Смерть Артемио Круса (Фуэнтес) - страница 27

* * *

Я чувствую, как чьи-то руки берут меня под мышки и удобнее устраивают на мягких подушках. Прохладное полотно — бальзам для моего тела, горящего и зябкого. Открываю глаза и вижу перед собой развернутую газету, скрывающую чье-то лицо. Думаю, что «Вида мехикана»[20] выходит и всегда будет выходить, день заднем, и никакая сила человеческая не помешает этому. Тереса — ах, вот кто читает газету — в тревоге ее сложила.

— Что с вами? Вам плохо?

Жестом успокаиваю дочь, и она снова берется за газету. Да, я доволен, — кажется, придумал забавную штуку. В самом деле. Это было бы здорово — оставить для опубликования в газете посмертную передовую, рассказать всю правду о моем честном соблюдении принципа свободы печати… Ох, от волнения снова резь в животе. Невольно тяну к Тересе руку с просьбой о помощи, но моя дочь с головой погрузилась в чтение. Недавно я видел угасание дня за стеклами окон и слышал жалобный визг жалюзи. А сейчас, в полутьме спальни с тяжелым потолком и дубовыми шкафами, не могу рассмотреть людей там, дальше. Спальня очень велика. Но жена, конечно, здесь. Где — нибудь сидит, выпрямившись и забыв намазать губы, мнет в руках носовой платок и, конечно, не слышит, как я шепчу:

— Сегодня утром я ждал его с радостью. Мы переправимся через реку на лошадях.

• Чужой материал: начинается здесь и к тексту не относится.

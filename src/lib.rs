//! Browser-side UI behaviors for the storefront pages.
//!
//! This crate is compiled to WebAssembly and loaded by every page. It owns
//! two independent behaviors: alerts fade out and disappear a few seconds
//! after page load, and the light/dark theme is restored on load and flipped
//! by `toggleTheme()` from markup. Templates only render the markers; no
//! other JavaScript is involved.
//!
//! ## Module layout
//!
//! | Module | Role |
//! |--------|------|
//! | [`theme`] | Theme enum and the testable [`theme::ThemeToggle`] core |
//! | [`alert`] | Alert lifecycle and the testable [`alert::AlertDismisser`] core |
//! | [`page`] | Start-up order for one page |
//! | [`config`] | Markers, names and delays, with JSON override |
//! | [`dom`] | web-sys implementations of the theme and alert seams |
//! | [`error`] | Shared error type |

pub mod alert;
pub mod config;
pub mod dom;
pub mod error;
pub mod page;
pub mod theme;

#[cfg(test)]
mod test_helpers;

use wasm_bindgen::prelude::*;

use crate::config::UiConfig;
use crate::dom::{DocumentAlerts, LocalStorage, RootElement, TimeoutScheduler};
use crate::error::UiError;
use crate::page::Page;

/// Module start: set up console logging, restore the theme, and arm alert
/// dismissal for when content has loaded.
#[wasm_bindgen(start)]
pub fn start() {
    console_error_panic_hook::set_once();
    let (config, config_err) = match page_config() {
        Ok(config) => (config, None),
        Err(e) => (UiConfig::default(), Some(e)),
    };
    if console_log::init_with_level(config.log_level()).is_err() {
        web_sys::console::warn_1(&JsValue::from_str("storefront-ui: logger already installed"));
    }
    if let Some(e) = config_err {
        log::warn!("storefront-ui: using default config: {e}");
    }
    if let Err(e) = boot(Page::new(config)) {
        log::warn!("storefront-ui: start failed: {e}");
    }
}

/// Flip between light and dark and remember the choice. Bound to the theme
/// button in markup.
#[wasm_bindgen(js_name = toggleTheme)]
pub fn toggle_theme() {
    match try_toggle_theme() {
        Ok(theme) => log::debug!("theme: switched to {theme}"),
        Err(e) => log::warn!("theme: toggle failed: {e}"),
    }
}

fn page_config() -> Result<UiConfig, UiError> {
    let window = dom::window()?;
    let root = dom::root_element(&dom::document(&window)?)?;
    dom::load_config(&root)
}

fn boot(page: Page) -> Result<(), UiError> {
    let window = dom::window()?;
    let document = dom::document(&window)?;
    let root = dom::root_element(&document)?;

    page.restore_theme(RootElement(root), LocalStorage::open(&window));

    let alerts = DocumentAlerts(document.clone());
    dom::on_content_loaded(&document, move || {
        page.content_loaded(&TimeoutScheduler, alerts);
    })
}

fn try_toggle_theme() -> Result<theme::Theme, UiError> {
    let window = dom::window()?;
    let root = dom::root_element(&dom::document(&window)?)?;
    let page = Page::new(dom::load_config(&root).unwrap_or_default());
    page.theme(RootElement(root), LocalStorage::open(&window)).toggle()
}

Меня слышит только этот чужой человек, которого я раньше никогда не видел, — бритые щеки, черные брови. Он просит меня покаяться и обещает место в раю.

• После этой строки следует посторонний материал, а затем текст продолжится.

//! Error type shared by the theme and alert components.
//!
//! Nothing here is user-visible. Browser exceptions arrive as `JsValue` and are
//! flattened to strings at the `dom` seam so the cores stay free of wasm types.

#[derive(Debug, thiserror::Error)]
pub enum UiError {
    #[error("no global window")]
    NoWindow,
    #[error("window has no document")]
    NoDocument,
    #[error("document has no root element")]
    NoRootElement,
    #[error("local storage unavailable")]
    StorageUnavailable,
    #[error("storage error: {0}")]
    Storage(String),
    #[error("dom error: {0}")]
    Dom(String),
    #[error("unknown theme: {0}")]
    UnknownTheme(String),
    #[error("invalid config: {0}")]
    InvalidConfig(String),
    #[error("config parse error: {0}")]
    ConfigParse(#[from] serde_json::Error),
}
//! Start-up wiring for one page.
//!
//! The theme is restored as soon as the module starts; alert dismissal is
//! armed once content has loaded. The two never share state.

use crate::alert::{AlertDismisser, AlertHost, Scheduler};
use crate::config::UiConfig;
use crate::theme::{KeyValueStore, Theme, ThemeRoot, ThemeToggle};

#[cfg(test)]
#[path = "page_test.rs"]
mod page_test;

#[derive(Debug, Clone, Default)]
pub struct Page {
    config: UiConfig,
}

impl Page {
    #[must_use]
    pub fn new(config: UiConfig) -> Self {
        Self { config }
    }

    #[must_use]
    pub fn config(&self) -> &UiConfig {
        &self.config
    }

    #[must_use]
    pub fn theme<R: ThemeRoot, S: KeyValueStore>(&self, root: R, store: S) -> ThemeToggle<R, S> {
        ThemeToggle::new(&self.config, root, store)
    }

    /// Apply the saved theme. Failures are logged and the default stylesheet
    /// theme stays in effect.
    pub fn restore_theme<R: ThemeRoot, S: KeyValueStore>(&self, root: R, store: S) -> Option<Theme> {
        match self.theme(root, store).init() {
            Ok(theme) => Some(theme),
            Err(e) => {
                log::warn!("theme: restore failed: {e}");
                None
            }
        }
    }

    /// Arm alert dismissal. Call once page content has loaded.
    pub fn content_loaded<C, H>(&self, scheduler: &C, host: H)
    where
        C: Scheduler,
        H: AlertHost + 'static,
    {
        AlertDismisser::new(&self.config).arm(scheduler, host);
    }
}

— Что хотели бы вы сказать… в этот трудный час?

И я ему сказал. Тереса, не сдержавшись, прервала меня криком:

— Оставьте его, падре, оставьте! Разве вы не видите, что мы бессильны? Если он желает погубить свою душу и умереть, как жил, черствым, жестоким…

Священник отстраняет ее рукой и приближает губы к моему уху, почти целует меня:

— Им незачем нас слышать.

Мне удается усмехнуться:

— Тогда имейте смелость послать их обеих ко всем чертям.

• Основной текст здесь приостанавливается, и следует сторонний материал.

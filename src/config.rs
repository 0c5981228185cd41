//! Markers, names and timings the UI behaviors depend on.
//!
//! SYSTEM CONTEXT
//! ==============
//! Page templates render the markers (`.alert`, `data-bs-theme`) that these
//! defaults name. A page that renders different markers can override any
//! field with a JSON object on the root element; see [`crate::dom::load_config`].

use std::str::FromStr;
use std::time::Duration;

use serde::Deserialize;

use crate::error::UiError;

/// Delay before alerts start fading, in milliseconds.
pub const DEFAULT_DISMISS_DELAY_MS: u64 = 5000;

#[cfg(test)]
#[path = "config_test.rs"]
mod config_test;

#[derive(Debug, Clone, PartialEq, Eq, Deserialize)]
#[serde(default, deny_unknown_fields)]
pub struct UiConfig {
    /// CSS selector matching dismissible alerts.
    pub alert_selector: String,
    /// Class added to an alert to start its fade-out transition.
    pub fade_out_class: String,
    pub dismiss_delay_ms: u64,
    /// Root element attribute read by the theme stylesheet.
    pub theme_attribute: String,
    /// Durable store key holding the saved theme.
    pub theme_storage_key: String,
    pub log_level: String,
}

impl Default for UiConfig {
    fn default() -> Self {
        Self {
            alert_selector: ".alert".to_owned(),
            fade_out_class: "fade-out".to_owned(),
            dismiss_delay_ms: DEFAULT_DISMISS_DELAY_MS,
            theme_attribute: "data-bs-theme".to_owned(),
            theme_storage_key: "theme".to_owned(),
            log_level: "info".to_owned(),
        }
    }
}

impl UiConfig {
    /// Parse a JSON override; missing fields keep their defaults.
    ///
    /// # Errors
    ///
    /// Returns `ConfigParse` on malformed JSON or unknown fields, and
    /// `InvalidConfig` when a field fails [`UiConfig::validate`].
    pub fn from_json(raw: &str) -> Result<Self, UiError> {
        let config: Self = serde_json::from_str(raw)?;
        config.validate()?;
        Ok(config)
    }

    /// Reject configurations that would silently match nothing.
    ///
    /// # Errors
    ///
    /// Returns `InvalidConfig` naming the first offending field.
    pub fn validate(&self) -> Result<(), UiError> {
        let required = [
            ("alert_selector", &self.alert_selector),
            ("fade_out_class", &self.fade_out_class),
            ("theme_attribute", &self.theme_attribute),
            ("theme_storage_key", &self.theme_storage_key),
        ];
        for (field, value) in required {
            if value.trim().is_empty() {
                return Err(UiError::InvalidConfig(format!("{field} must not be empty")));
            }
        }
        if self.fade_out_class.contains(char::is_whitespace) {
            return Err(UiError::InvalidConfig("fade_out_class must be a single class".to_owned()));
        }
        if log::Level::from_str(&self.log_level).is_err() {
            return Err(UiError::InvalidConfig(format!("unknown log_level: {}", self.log_level)));
        }
        Ok(())
    }

    #[must_use]
    pub fn dismiss_delay(&self) -> Duration {
        Duration::from_millis(self.dismiss_delay_ms)
    }

    /// Console log level; falls back to `Info` for an unparseable value.
    #[must_use]
    pub fn log_level(&self) -> log::Level {
        log::Level::from_str(&self.log_level).unwrap_or(log::Level::Info)
    }
}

Он встает с колен под негодующие возгласы женщин и берет их за руки, а Падилья приближается, но они не хотят подпустить его ко мне.

— Нет, лиценциат, мы не можем вам позволить.

— Многолетний обычай, сеньора.

— Вы берете на себя ответственность?..

— Дон Артемио… Я принес запись утреннего разговора…

Я приподнимаюсь. Пытаюсь улыбнуться. Все как обычно. Славный парень этот Падилья.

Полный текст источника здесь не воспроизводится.